The problem is that no matter what people say nursing does not lend itself to a family friendly life. The shifts are long and unpredictable. The work itself is both mentally and physically draining. I personally can’t walk out of the hospital door without thinking about my patients and their families. Being a nurse for many is a vocation. It’s not just a job, or a profession. The training is hard, the job is harder. You have to love what you do, or you just wouldn’t keep doing it. Always chronically understaffed and overworked, the patients come first. Other people’s families constantly put above your own.

The level of responsibility I and my fellow nurses have is huge. No longer are we the profession so often portrayed in old films. You know the ones where we meekly follow the Doctors round and do their bidding. That went out the window with our hats and aprons many years ago. Nurses are now more autonomous, more skilled and more educated than they ever have been. In my opinion this is fantastic but it comes at a price. That price is stress. A stress that grows almost unseen, but bubbles over into family life.

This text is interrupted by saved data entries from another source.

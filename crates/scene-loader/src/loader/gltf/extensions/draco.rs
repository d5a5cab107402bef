//! KHR_draco_mesh_compression.
//!
//! A compressed primitive stores its attributes and indices in one buffer
//! view. Decompression is done by a [`DracoDecoder`] supplied by the
//! application; attributes left out of the compressed data are read from
//! their accessors as usual.

use std::{collections::BTreeMap, sync::Arc};

use futures::{
    future::{try_join3, try_join_all},
    FutureExt,
};
use serde::Deserialize;

use crate::{
    accessor::{Accessor, AccessorShape, ComponentType},
    primitive::Geometry,
};

use super::{
    super::{plugin::PluginFuture, GltfLoaderError, GltfParser},
    extension_data, GltfPlugin, KHR_DRACO_MESH_COMPRESSION,
};

#[derive(Debug, Clone, Deserialize)]
struct DracoDef {
    #[serde(rename = "bufferView")]
    buffer_view: usize,
    #[serde(default)]
    attributes: BTreeMap<String, u32>,
}

/// An attribute to extract from a compressed mesh, typed after its
/// accessor.
#[derive(Debug, Clone, PartialEq, Eq)]
pub struct DracoAttribute {
    pub semantic: String,
    /// Attribute id inside the compressed data.
    pub id: u32,
    pub component_type: ComponentType,
    pub shape: AccessorShape,
    pub normalized: bool,
}

#[derive(Debug, Clone, Default)]
pub struct DracoMesh {
    pub attributes: BTreeMap<String, Accessor>,
    pub indices: Option<Accessor>,
}

pub trait DracoDecoder: Send + Sync {
    fn decode(&self, data: &[u8], attributes: &[DracoAttribute]) -> Result<DracoMesh, String>;
}

pub struct DracoPlugin {
    decoder: Option<Arc<dyn DracoDecoder>>,
}

impl DracoPlugin {
    pub fn new(decoder: Option<Arc<dyn DracoDecoder>>) -> Self {
        Self { decoder }
    }
}

fn draco_attributes(
    parser: &GltfParser,
    mesh: usize,
    primitive: usize,
    def: &DracoDef,
) -> Result<Vec<DracoAttribute>, GltfLoaderError> {
    let primitive = parser.document().primitive(mesh, primitive)?;
    def.attributes
        .iter()
        .map(|(semantic, id)| {
            let accessor_index = primitive
                .attributes
                .get(semantic)
                .copied()
                .ok_or_else(|| {
                    GltfLoaderError::Plugin(
                        KHR_DRACO_MESH_COMPRESSION.to_string(),
                        format!("{} has no accessor", semantic),
                    )
                })?;
            let accessor = parser.document().accessor(accessor_index)?;
            Ok(DracoAttribute {
                semantic: semantic.clone(),
                id: *id,
                component_type: ComponentType::from_gl(accessor.component_type).ok_or(
                    GltfLoaderError::UnsupportedComponentType(
                        accessor_index,
                        accessor.component_type,
                    ),
                )?,
                shape: AccessorShape::from_name(&accessor.shape).ok_or_else(|| {
                    GltfLoaderError::UnsupportedAccessorShape(
                        accessor_index,
                        accessor.shape.clone(),
                    )
                })?,
                normalized: accessor.normalized,
            })
        })
        .collect()
}

impl GltfPlugin for DracoPlugin {
    fn name(&self) -> &str {
        KHR_DRACO_MESH_COMPRESSION
    }

    fn decode_primitive(
        &self,
        parser: &Arc<GltfParser>,
        mesh: usize,
        primitive: usize,
    ) -> Option<PluginFuture<Arc<Geometry>>> {
        let primitive_def = parser.document().primitive(mesh, primitive).ok()?;
        let def = match extension_data::<DracoDef>(
            &primitive_def.extensions,
            KHR_DRACO_MESH_COMPRESSION,
        ) {
            Ok(def) => def?,
            Err(error) => return Some(async move { Err(error) }.boxed()),
        };
        let Some(decoder) = self.decoder.clone() else {
            let error = GltfLoaderError::MissingDecoder(KHR_DRACO_MESH_COMPRESSION.to_string());
            return Some(async move { Err(error) }.boxed());
        };
        let parser = parser.clone();
        Some(
            async move {
                let primitive_def = parser.document().primitive(mesh, primitive)?;
                let attributes = draco_attributes(&parser, mesh, primitive, &def)?;
                let data = parser.load_buffer_view(def.buffer_view).await?;
                let decoded = decoder.decode(&data, &attributes).map_err(|error| {
                    GltfLoaderError::Plugin(KHR_DRACO_MESH_COMPRESSION.to_string(), error)
                })?;

                let remaining: BTreeMap<String, usize> = primitive_def
                    .attributes
                    .iter()
                    .filter(|(semantic, _)| !decoded.attributes.contains_key(*semantic))
                    .map(|(semantic, accessor)| (semantic.clone(), *accessor))
                    .collect();
                let indices = match (decoded.indices.is_some(), primitive_def.indices) {
                    (false, Some(indices)) => Some(parser.load_accessor(indices)),
                    _ => None,
                };
                let indices = async move {
                    match indices {
                        Some(indices) => indices.await.map(Some),
                        None => Ok(None),
                    }
                };
                let targets = try_join_all(
                    primitive_def
                        .targets
                        .iter()
                        .map(|target| parser.load_attributes(target)),
                );
                let (mut all_attributes, accessor_indices, morph_targets) =
                    try_join3(parser.load_attributes(&remaining), indices, targets).await?;

                all_attributes.extend(
                    decoded
                        .attributes
                        .into_iter()
                        .map(|(semantic, accessor)| (semantic, Arc::new(accessor))),
                );
                let indices = decoded.indices.map(Arc::new).or(accessor_indices);
                let geometry = parser.build_geometry(
                    mesh,
                    primitive_def,
                    all_attributes,
                    indices,
                    morph_targets,
                )?;
                Ok(Arc::new(geometry))
            }
            .boxed(),
        )
    }
}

Here we have a profession that is predominantly made up of women, that doesn’t lend itself in any way to family life. Lets face it flexible working isn’t an option. I can just imagine my managers face if I said I wanted to come in at 10am some days or finish at 5pm. I would have to pick her up off the floor she would be laughing so hard! Patients need 24 hour care, nurses have to provide this.

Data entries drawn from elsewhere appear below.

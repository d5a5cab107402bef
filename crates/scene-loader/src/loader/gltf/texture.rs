use std::sync::Arc;

use bytes::Bytes;
use futures::FutureExt;
use serde_json::Value;

use crate::{
    index::{AssetIndex, AssetKind},
    loader::texture::ImageDecodeError,
    texture::{
        ColorSpace, ImageAsset, SamplerAsset, TextureAsset, TextureInfo, TextureMagFilter,
        TextureMinFilter, TextureMipmapFilter, TextureWrappingMode,
    },
};

use super::{
    document::{SamplerDef, TextureInfoDef},
    extensions::{texture_transform::parse_texture_transform, KHR_TEXTURE_TRANSFORM},
    plugin::{PluginFuture, PluginHook},
    scheme::Scheme,
    GltfLoaderError, GltfParser, LoadWarning, Pending,
};

fn wrapping_mode(code: u32) -> TextureWrappingMode {
    match code {
        33071 => TextureWrappingMode::ClampToEdge,
        33648 => TextureWrappingMode::MirroredRepeat,
        _ => TextureWrappingMode::Repeat,
    }
}

pub(super) fn load_texture_sampler(sampler: &SamplerDef) -> SamplerAsset {
    let (min_filter, mipmap_filter) = match sampler.min_filter {
        Some(9728) => (TextureMinFilter::Nearest, None),
        Some(9729) => (TextureMinFilter::Linear, None),
        Some(9984) => (TextureMinFilter::Nearest, Some(TextureMipmapFilter::Nearest)),
        Some(9985) => (TextureMinFilter::Linear, Some(TextureMipmapFilter::Nearest)),
        Some(9986) => (TextureMinFilter::Nearest, Some(TextureMipmapFilter::Linear)),
        _ => (TextureMinFilter::Linear, Some(TextureMipmapFilter::Linear)),
    };
    SamplerAsset {
        mag_filter: match sampler.mag_filter {
            Some(9728) => TextureMagFilter::Nearest,
            _ => TextureMagFilter::Linear,
        },
        min_filter,
        mipmap_filter,
        wrap_x: wrapping_mode(sampler.wrap_s),
        wrap_y: wrapping_mode(sampler.wrap_t),
    }
}

impl GltfParser {
    /// Loads a texture. A texture that fails to load is reported as a
    /// warning and resolves to `None`; it never fails the parse.
    pub fn load_texture(self: &Arc<Self>, index: usize) -> Pending<Option<Arc<TextureAsset>>> {
        let parser = self.clone();
        self.caches.textures.get_or_create(index, move || {
            let future = parser
                .plugins
                .invoke_one(PluginHook::LoadTexture, |plugin| {
                    plugin.load_texture(&parser, index)
                })
                .unwrap_or_else(|| parser.default_load_texture(index));
            async move {
                match future.await {
                    Ok(texture) => Ok(texture),
                    Err(error) => {
                        parser.warn(LoadWarning::TextureLoadFailed {
                            texture: index,
                            reason: error.to_string(),
                        });
                        Ok(None)
                    }
                }
            }
            .boxed()
        })
    }

    fn default_load_texture(
        self: &Arc<Self>,
        index: usize,
    ) -> PluginFuture<Option<Arc<TextureAsset>>> {
        let parser = self.clone();
        async move {
            let texture = parser.document.texture(index)?;
            match texture.source {
                Some(source) => Ok(Some(parser.load_texture_image(index, source).await?)),
                None => Ok(None),
            }
        }
        .boxed()
    }

    /// Builds texture `index` from image `source`. Textures with the same
    /// source and sampler share one asset.
    pub fn load_texture_image(
        self: &Arc<Self>,
        index: usize,
        source: usize,
    ) -> Pending<Arc<TextureAsset>> {
        let sampler = self
            .document
            .textures
            .get(index)
            .and_then(|texture| texture.sampler);
        let parser = self.clone();
        self.caches
            .texture_sources
            .get_or_create((source, sampler), move || {
                async move {
                    let texture = parser.document.texture(index)?;
                    let image = parser.load_image_source(source).await?;
                    let sampler = sampler
                        .map(|sampler| parser.document.sampler(sampler).map(load_texture_sampler))
                        .transpose()?
                        .unwrap_or_default();
                    let name = texture
                        .name
                        .clone()
                        .or_else(|| image.name.clone())
                        .unwrap_or_default();
                    Ok(Arc::new(TextureAsset {
                        id: AssetIndex::new(AssetKind::Texture, index),
                        name,
                        image,
                        sampler,
                        user_data: parser.user_data(&texture.extras, &texture.extensions),
                    }))
                }
                .boxed()
            })
    }

    /// Fetches and decodes an image, from a buffer view or an URI.
    pub fn load_image_source(self: &Arc<Self>, index: usize) -> Pending<Arc<ImageAsset>> {
        let parser = self.clone();
        self.caches.images.get_or_create(index, move || {
            async move {
                let image = parser.document.image(index)?;
                let (data, mime_type) = match (image.buffer_view, &image.uri) {
                    (Some(view), _) => (parser.load_buffer_view(view).await?, image.mime_type.clone()),
                    (None, Some(uri)) => match Scheme::try_from(uri.as_str())? {
                        Scheme::Data(mime_type, data) => {
                            (Bytes::from(data), image.mime_type.clone().or(mime_type))
                        }
                        Scheme::Relative(path) | Scheme::Absolute(path) => {
                            (parser.resources.load(&path).await?, image.mime_type.clone())
                        }
                    },
                    (None, None) => {
                        return Err(GltfLoaderError::Image(index, ImageDecodeError::UnknownFormat))
                    }
                };
                let decoded = parser
                    .image_decoder
                    .decode(&data, mime_type.as_deref())
                    .map_err(|error| GltfLoaderError::Image(index, error))?;
                Ok(Arc::new(ImageAsset {
                    id: AssetIndex::new(AssetKind::Image, index),
                    name: image.name.clone(),
                    mime_type,
                    size: decoded.size,
                    format: decoded.format,
                    data: decoded.data,
                }))
            }
            .boxed()
        })
    }

    /// Resolves the texture of a material slot. Each call returns its own
    /// binding, carrying the slot's UV set and transform.
    pub fn assign_texture(
        self: &Arc<Self>,
        info: Option<&TextureInfoDef>,
        color_space: ColorSpace,
    ) -> PluginFuture<Option<TextureInfo>> {
        let Some(info) = info else {
            return async { Ok(None) }.boxed();
        };
        let texture = self.load_texture(info.index);
        let transform = if self.plugins.contains(KHR_TEXTURE_TRANSFORM) {
            info.extensions
                .get(KHR_TEXTURE_TRANSFORM)
                .map(parse_texture_transform)
                .transpose()
        } else {
            Ok(None)
        };
        let tex_coord = info.tex_coord;
        async move {
            let transform = transform?;
            let Some(texture) = texture.await? else {
                return Ok(None);
            };
            Ok(Some(TextureInfo {
                texture,
                tex_coord: transform
                    .as_ref()
                    .and_then(|transform| transform.tex_coord)
                    .unwrap_or(tex_coord),
                transform,
                color_space,
            }))
        }
        .boxed()
    }

    /// [`assign_texture`](Self::assign_texture) for a slot stored in
    /// extension data.
    pub fn assign_texture_value(
        self: &Arc<Self>,
        value: Option<&Value>,
        color_space: ColorSpace,
    ) -> PluginFuture<Option<TextureInfo>> {
        match value
            .map(|value| serde_json::from_value::<TextureInfoDef>(value.clone()))
            .transpose()
        {
            Ok(info) => self.assign_texture(info.as_ref(), color_space),
            Err(error) => {
                let error = GltfLoaderError::BadExtensionData(error.to_string());
                async move { Err(error) }.boxed()
            }
        }
    }
}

Obviously I can’t work from home that is a ridiculous notion. Where would I put all the equipment? Besides I can’t see the ward round stopping by my house to make a plan of care or the x-ray team trundling up my drive… So flexi-homeworking not an option. Of course we are a minority in that our family has two nurses that work inflexible long shifts, which only compounds the problems. Some one is always tired, someone is always at work and both of us are inevitably stressed!

Is this my choice? Well kind of but not really. I often think that if I really had a choice I wouldn’t go to work. But then I remember that I like having my own money and I like having something that is mine and not the children’s. It’s not a selfish thing to want to have some time where I am a nurse and not ‘Mum’. I think in many ways it makes me a better Mum when I return to the children. Or it would if I wasn’t so shattered after work! But the children hate it. I hand my children over to my husband like I handover my patients to my colleagues at the end of my shift.

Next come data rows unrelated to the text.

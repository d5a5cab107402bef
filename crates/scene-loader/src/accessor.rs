//! Typed numeric attribute data decoded from buffer views.
//!
//! An [`Accessor`] is either a flat array owned by the accessor or a window
//! into an [`InterleavedBuffer`] shared by every accessor reading the same
//! strided region. Normalization of integer components is applied when
//! values are read, never when they are stored.

use std::{
    fmt::{self, Display, Formatter},
    sync::Arc,
};

use bytes::Bytes;
use glam::{Mat4, Quat, Vec2, Vec3, Vec4};

use crate::index::AssetIndex;

#[derive(Debug, Clone, Copy, PartialEq, Eq, Hash)]
pub enum ComponentType {
    I8,
    U8,
    I16,
    U16,
    U32,
    F32,
}

impl ComponentType {
    pub fn from_gl(code: u32) -> Option<Self> {
        match code {
            5120 => Some(ComponentType::I8),
            5121 => Some(ComponentType::U8),
            5122 => Some(ComponentType::I16),
            5123 => Some(ComponentType::U16),
            5125 => Some(ComponentType::U32),
            5126 => Some(ComponentType::F32),
            _ => None,
        }
    }

    pub fn gl_code(self) -> u32 {
        match self {
            ComponentType::I8 => 5120,
            ComponentType::U8 => 5121,
            ComponentType::I16 => 5122,
            ComponentType::U16 => 5123,
            ComponentType::U32 => 5125,
            ComponentType::F32 => 5126,
        }
    }

    /// Size of one component in bytes.
    pub fn size(self) -> usize {
        match self {
            ComponentType::I8 | ComponentType::U8 => 1,
            ComponentType::I16 | ComponentType::U16 => 2,
            ComponentType::U32 | ComponentType::F32 => 4,
        }
    }

    /// Maps a stored integer onto `[0, 1]` or `[-1, 1]`.
    pub fn normalize(self, value: f64) -> f64 {
        match self {
            ComponentType::I8 => (value / i8::MAX as f64).max(-1.0),
            ComponentType::U8 => value / u8::MAX as f64,
            ComponentType::I16 => (value / i16::MAX as f64).max(-1.0),
            ComponentType::U16 => value / u16::MAX as f64,
            ComponentType::U32 => value / u32::MAX as f64,
            ComponentType::F32 => value,
        }
    }
}

impl Display for ComponentType {
    fn fmt(&self, f: &mut Formatter<'_>) -> fmt::Result {
        match self {
            ComponentType::I8 => write!(f, "BYTE"),
            ComponentType::U8 => write!(f, "UNSIGNED_BYTE"),
            ComponentType::I16 => write!(f, "SHORT"),
            ComponentType::U16 => write!(f, "UNSIGNED_SHORT"),
            ComponentType::U32 => write!(f, "UNSIGNED_INT"),
            ComponentType::F32 => write!(f, "FLOAT"),
        }
    }
}

#[derive(Debug, Clone, Copy, PartialEq, Eq, Hash)]
pub enum AccessorShape {
    Scalar,
    Vec2,
    Vec3,
    Vec4,
    Mat2,
    Mat3,
    Mat4,
}

impl AccessorShape {
    pub fn from_name(name: &str) -> Option<Self> {
        match name {
            "SCALAR" => Some(AccessorShape::Scalar),
            "VEC2" => Some(AccessorShape::Vec2),
            "VEC3" => Some(AccessorShape::Vec3),
            "VEC4" => Some(AccessorShape::Vec4),
            "MAT2" => Some(AccessorShape::Mat2),
            "MAT3" => Some(AccessorShape::Mat3),
            "MAT4" => Some(AccessorShape::Mat4),
            _ => None,
        }
    }

    /// Number of components in one element.
    pub fn item_size(self) -> usize {
        match self {
            AccessorShape::Scalar => 1,
            AccessorShape::Vec2 => 2,
            AccessorShape::Vec3 => 3,
            AccessorShape::Vec4 => 4,
            AccessorShape::Mat2 => 4,
            AccessorShape::Mat3 => 9,
            AccessorShape::Mat4 => 16,
        }
    }
}

impl Display for AccessorShape {
    fn fmt(&self, f: &mut Formatter<'_>) -> fmt::Result {
        match self {
            AccessorShape::Scalar => write!(f, "SCALAR"),
            AccessorShape::Vec2 => write!(f, "VEC2"),
            AccessorShape::Vec3 => write!(f, "VEC3"),
            AccessorShape::Vec4 => write!(f, "VEC4"),
            AccessorShape::Mat2 => write!(f, "MAT2"),
            AccessorShape::Mat3 => write!(f, "MAT3"),
            AccessorShape::Mat4 => write!(f, "MAT4"),
        }
    }
}

/// Flat component storage in the accessor's native type.
#[derive(Debug, Clone, PartialEq)]
pub enum ComponentArray {
    I8(Vec<i8>),
    U8(Vec<u8>),
    I16(Vec<i16>),
    U16(Vec<u16>),
    U32(Vec<u32>),
    F32(Vec<f32>),
}

impl ComponentArray {
    pub fn zeroed(component_type: ComponentType, len: usize) -> Self {
        match component_type {
            ComponentType::I8 => ComponentArray::I8(vec![0; len]),
            ComponentType::U8 => ComponentArray::U8(vec![0; len]),
            ComponentType::I16 => ComponentArray::I16(vec![0; len]),
            ComponentType::U16 => ComponentArray::U16(vec![0; len]),
            ComponentType::U32 => ComponentArray::U32(vec![0; len]),
            ComponentType::F32 => ComponentArray::F32(vec![0.0; len]),
        }
    }

    /// Reads little-endian components. Trailing bytes that do not form a
    /// whole component are ignored.
    pub fn from_le_bytes(component_type: ComponentType, data: &[u8]) -> Self {
        match component_type {
            ComponentType::I8 => {
                ComponentArray::I8(data.iter().map(|byte| *byte as i8).collect())
            }
            ComponentType::U8 => ComponentArray::U8(data.to_vec()),
            ComponentType::I16 => ComponentArray::I16(
                data.chunks_exact(2)
                    .map(|chunk| i16::from_le_bytes([chunk[0], chunk[1]]))
                    .collect(),
            ),
            ComponentType::U16 => ComponentArray::U16(
                data.chunks_exact(2)
                    .map(|chunk| u16::from_le_bytes([chunk[0], chunk[1]]))
                    .collect(),
            ),
            ComponentType::U32 => ComponentArray::U32(
                data.chunks_exact(4)
                    .map(|chunk| u32::from_le_bytes([chunk[0], chunk[1], chunk[2], chunk[3]]))
                    .collect(),
            ),
            ComponentType::F32 => ComponentArray::F32(
                data.chunks_exact(4)
                    .map(|chunk| f32::from_le_bytes([chunk[0], chunk[1], chunk[2], chunk[3]]))
                    .collect(),
            ),
        }
    }

    pub fn component_type(&self) -> ComponentType {
        match self {
            ComponentArray::I8(_) => ComponentType::I8,
            ComponentArray::U8(_) => ComponentType::U8,
            ComponentArray::I16(_) => ComponentType::I16,
            ComponentArray::U16(_) => ComponentType::U16,
            ComponentArray::U32(_) => ComponentType::U32,
            ComponentArray::F32(_) => ComponentType::F32,
        }
    }

    pub fn len(&self) -> usize {
        match self {
            ComponentArray::I8(data) => data.len(),
            ComponentArray::U8(data) => data.len(),
            ComponentArray::I16(data) => data.len(),
            ComponentArray::U16(data) => data.len(),
            ComponentArray::U32(data) => data.len(),
            ComponentArray::F32(data) => data.len(),
        }
    }

    pub fn is_empty(&self) -> bool {
        self.len() == 0
    }

    /// Raw value at a flat component index, without normalization.
    pub fn get(&self, index: usize) -> f64 {
        match self {
            ComponentArray::I8(data) => data[index] as f64,
            ComponentArray::U8(data) => data[index] as f64,
            ComponentArray::I16(data) => data[index] as f64,
            ComponentArray::U16(data) => data[index] as f64,
            ComponentArray::U32(data) => data[index] as f64,
            ComponentArray::F32(data) => data[index] as f64,
        }
    }

    /// Stores a raw value, saturating into the component type.
    pub fn set(&mut self, index: usize, value: f64) {
        match self {
            ComponentArray::I8(data) => data[index] = value as i8,
            ComponentArray::U8(data) => data[index] = value as u8,
            ComponentArray::I16(data) => data[index] = value as i16,
            ComponentArray::U16(data) => data[index] = value as u16,
            ComponentArray::U32(data) => data[index] = value as u32,
            ComponentArray::F32(data) => data[index] = value as f32,
        }
    }
}

/// A strided byte region shared by all accessors reading it.
#[derive(Debug, Clone)]
pub struct InterleavedBuffer {
    pub data: Bytes,
    /// Distance in bytes between the starts of two elements.
    pub stride: usize,
    pub component_type: ComponentType,
}

impl InterleavedBuffer {
    /// Raw component at `element`, starting `byte_offset` bytes into the
    /// element. Reads past the end of the region yield zero.
    fn read(&self, element: usize, byte_offset: usize) -> f64 {
        let start = element * self.stride + byte_offset;
        let size = self.component_type.size();
        let Some(bytes) = self.data.get(start..start + size) else {
            return 0.0;
        };
        match self.component_type {
            ComponentType::I8 => bytes[0] as i8 as f64,
            ComponentType::U8 => bytes[0] as f64,
            ComponentType::I16 => i16::from_le_bytes([bytes[0], bytes[1]]) as f64,
            ComponentType::U16 => u16::from_le_bytes([bytes[0], bytes[1]]) as f64,
            ComponentType::U32 => {
                u32::from_le_bytes([bytes[0], bytes[1], bytes[2], bytes[3]]) as f64
            }
            ComponentType::F32 => {
                f32::from_le_bytes([bytes[0], bytes[1], bytes[2], bytes[3]]) as f64
            }
        }
    }
}

#[derive(Debug, Clone)]
pub enum AccessorStorage {
    Flat(ComponentArray),
    Interleaved {
        buffer: Arc<InterleavedBuffer>,
        /// Byte offset of the first component inside each element.
        offset: usize,
    },
}

#[derive(Debug, Clone)]
pub struct Accessor {
    pub id: Option<AssetIndex>,
    pub component_type: ComponentType,
    pub shape: AccessorShape,
    pub count: usize,
    pub normalized: bool,
    pub storage: AccessorStorage,
    pub min: Option<Vec<f64>>,
    pub max: Option<Vec<f64>>,
}

impl Accessor {
    /// Builds an accessor over owned components. `data` holds
    /// `count * shape.item_size()` components.
    pub fn from_array(shape: AccessorShape, normalized: bool, data: ComponentArray) -> Self {
        let count = data.len() / shape.item_size();
        Self {
            id: None,
            component_type: data.component_type(),
            shape,
            count,
            normalized,
            storage: AccessorStorage::Flat(data),
            min: None,
            max: None,
        }
    }

    pub fn from_f32(shape: AccessorShape, data: Vec<f32>) -> Self {
        Self::from_array(shape, false, ComponentArray::F32(data))
    }

    pub fn item_size(&self) -> usize {
        self.shape.item_size()
    }

    /// Total logical number of components.
    pub fn len(&self) -> usize {
        self.count * self.item_size()
    }

    pub fn is_empty(&self) -> bool {
        self.len() == 0
    }

    pub fn is_interleaved(&self) -> bool {
        matches!(self.storage, AccessorStorage::Interleaved { .. })
    }

    pub fn interleaved_buffer(&self) -> Option<&Arc<InterleavedBuffer>> {
        match &self.storage {
            AccessorStorage::Interleaved { buffer, .. } => Some(buffer),
            AccessorStorage::Flat(_) => None,
        }
    }

    /// Raw stored value of `component` in element `item`.
    pub fn raw(&self, item: usize, component: usize) -> f64 {
        match &self.storage {
            AccessorStorage::Flat(data) => data.get(item * self.item_size() + component),
            AccessorStorage::Interleaved { buffer, offset } => buffer.read(
                item,
                offset + component * self.component_type.size(),
            ),
        }
    }

    /// Value of `component` in element `item`, normalized when the
    /// accessor says so.
    pub fn get(&self, item: usize, component: usize) -> f64 {
        let value = self.raw(item, component);
        if self.normalized {
            self.component_type.normalize(value)
        } else {
            value
        }
    }

    pub fn to_f32_vec(&self) -> Vec<f32> {
        let item_size = self.item_size();
        (0..self.count)
            .flat_map(|item| (0..item_size).map(move |component| (item, component)))
            .map(|(item, component)| self.get(item, component) as f32)
            .collect()
    }

    /// Raw values as unsigned integers, as used by indices and joints.
    pub fn to_u32_vec(&self) -> Vec<u32> {
        let item_size = self.item_size();
        (0..self.count)
            .flat_map(|item| (0..item_size).map(move |component| (item, component)))
            .map(|(item, component)| self.raw(item, component) as u32)
            .collect()
    }

    /// Copies the accessor into owned storage in its native type.
    pub fn to_component_array(&self) -> ComponentArray {
        match &self.storage {
            AccessorStorage::Flat(data) => data.clone(),
            AccessorStorage::Interleaved { .. } => {
                let mut array = ComponentArray::zeroed(self.component_type, self.len());
                let item_size = self.item_size();
                for item in 0..self.count {
                    for component in 0..item_size {
                        array.set(item * item_size + component, self.raw(item, component));
                    }
                }
                array
            }
        }
    }

    pub fn read_vec2(&self, item: usize) -> Vec2 {
        Vec2::new(self.get(item, 0) as f32, self.get(item, 1) as f32)
    }

    pub fn read_vec3(&self, item: usize) -> Vec3 {
        Vec3::new(
            self.get(item, 0) as f32,
            self.get(item, 1) as f32,
            self.get(item, 2) as f32,
        )
    }

    pub fn read_vec4(&self, item: usize) -> Vec4 {
        Vec4::new(
            self.get(item, 0) as f32,
            self.get(item, 1) as f32,
            self.get(item, 2) as f32,
            self.get(item, 3) as f32,
        )
    }

    pub fn read_quat(&self, item: usize) -> Quat {
        Quat::from_vec4(self.read_vec4(item))
    }

    pub fn read_mat4(&self, item: usize) -> Mat4 {
        let mut columns = [0.0f32; 16];
        for (component, value) in columns.iter_mut().enumerate() {
            *value = self.get(item, component) as f32;
        }
        Mat4::from_cols_array(&columns)
    }
}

No one I speak to has the answer. It feels as though the day is coming when I will need to make a decision. I either am a nurse or I am a mother. I raise my children, but lose everything I have worked to achieve. There doesn’t appear to be a happy medium for me. Its my career or my kids. There is no competition in my eyes. If somethings got to give I know what it will be. That doesn’t make it ok and it doesn’t make it any easier.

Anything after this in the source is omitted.